Thanks, Eric!

--- On Sat, 9/6/08, Eric Firing <[EMAIL PROTECTED]> wrote:

-- snip OP --

> It looks to me like you simply ran out of memory--this is
> not an imshow 
> problem as such.  Your array is about 1e8 elements, and as
> floats that 
> would be close to a GB--just for that array alone.  Do you

Well, I anticipated that, so I do initialize the storage for the numpy array as 
numpy.uint8 and have confirmed that the data in the array returned by the 
function which creates it remains numpy.uint8, so it should "only" be ~100MB 
(indeed, the .na file into which I tofile it is 85,430 KB, just as it should be 
for a 10800 x 8100 array of uint8 elements).  And the ax.imshow statement 
doesn't (directly) cause the crash (but I don't know that it isn't making 
either a float copy or an in-place conversion of the array).  So, AFAIK, right 
up until the statement:

canvas.print_figure('HiResHex')

the data being imaged are all numpy.uint8 type.

> really need 
> all that resolution?  

Well, there's the rub: I fancy myself a fractal "artist" and I have access to 
an HP DesignJet 500ps plotter with a maximum resolution of 1200 x 600 dpi.  For 
the size images I'm trying to make (I'm hoping to go even bigger than 36" x 
27", but I figured that as a good starting point) even I regard _that_ 
resolution as too much - I was thinking of 300 x 300 dpi (which is its "normal" 
resolution) as certainly worthy of giving a try. :-)

> If you do, you will probably have to
> get a much 
> more capable machine.  

Possible, but I was hoping to generate at least one "proof" first to determine 
how hard I'd need to try.

> Otherwise, you need to knock down
> the size of 
> that array before trying to plot or otherwise manipulate
> it.

Forgive me, but I'd like a more detailed explanation as to why: I have ample 
(~35 GB, just on my built-in disc, much more than that on external discs) 
harddisc space - isn't there some way to leverage that?
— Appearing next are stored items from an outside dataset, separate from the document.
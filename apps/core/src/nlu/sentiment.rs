//! Sentiment scoring.
//!
//! Delegates to the sentiment capability and maps its raw label codes.

use tracing::{debug, warn};

use super::labels::Sentiment;
use crate::error::AppError;
use crate::services::ModelCapabilities;

/// Maps a raw model label code. Unknown codes are Neutral.
pub fn map_raw_label(raw: &str) -> Sentiment {
    match raw {
        "LABEL_0" => Sentiment::Negative,
        "LABEL_1" => Sentiment::Neutral,
        "LABEL_2" => Sentiment::Positive,
        other => {
            debug!("Unknown sentiment label '{}', treating as Neutral", other);
            Sentiment::Neutral
        }
    }
}

/// Scores `text` through the capability.
pub async fn score<C>(capabilities: &C, text: &str) -> Result<Sentiment, AppError>
where
    C: ModelCapabilities + ?Sized,
{
    let output = capabilities.sentiment(text).await?;
    let sentiment = map_raw_label(&output.label);
    debug!(
        "Sentiment raw '{}' ({:.2}) -> {}",
        output.label, output.score, sentiment
    );
    Ok(sentiment)
}

/// Scores `text`, degrading to Neutral on capability failure.
///
/// Returns `None` as the second element when the score is genuine, and the
/// error that was swallowed otherwise.
pub async fn score_or_neutral<C>(capabilities: &C, text: &str) -> (Sentiment, Option<AppError>)
where
    C: ModelCapabilities + ?Sized,
{
    match score(capabilities, text).await {
        Ok(sentiment) => (sentiment, None),
        Err(e) => {
            warn!("Sentiment analysis failed, defaulting to Neutral: {}", e);
            (Sentiment::Neutral, Some(e))
        }
    }
}

#[cfg(test)]
mod tests {
    use super::*;

    #[test]
    fn test_known_label_codes() {
        assert_eq!(map_raw_label("LABEL_0"), Sentiment::Negative);
        assert_eq!(map_raw_label("LABEL_1"), Sentiment::Neutral);
        assert_eq!(map_raw_label("LABEL_2"), Sentiment::Positive);
    }

    #[test]
    fn test_unknown_label_is_neutral() {
        assert_eq!(map_raw_label("LABEL_3"), Sentiment::Neutral);
        assert_eq!(map_raw_label("negative"), Sentiment::Neutral);
        assert_eq!(map_raw_label(""), Sentiment::Neutral);
    }
}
> With respect to imshow, probably you can get it to handle
> larger images 

Again, imshow doesn't appear to be the culprit (contrary to my original subject 
line), rather it would appear to be canvas.print_figure.  (While I'm on the 
subject of canvas.print_figure, isn't there some way for MPL to "splash" the 
image directly to the screen, without first having to write to a file?  I 
didn't ask this before because I did eventually want to write the image to a 
file, but I would prefer to do so only after I've had a look at it.)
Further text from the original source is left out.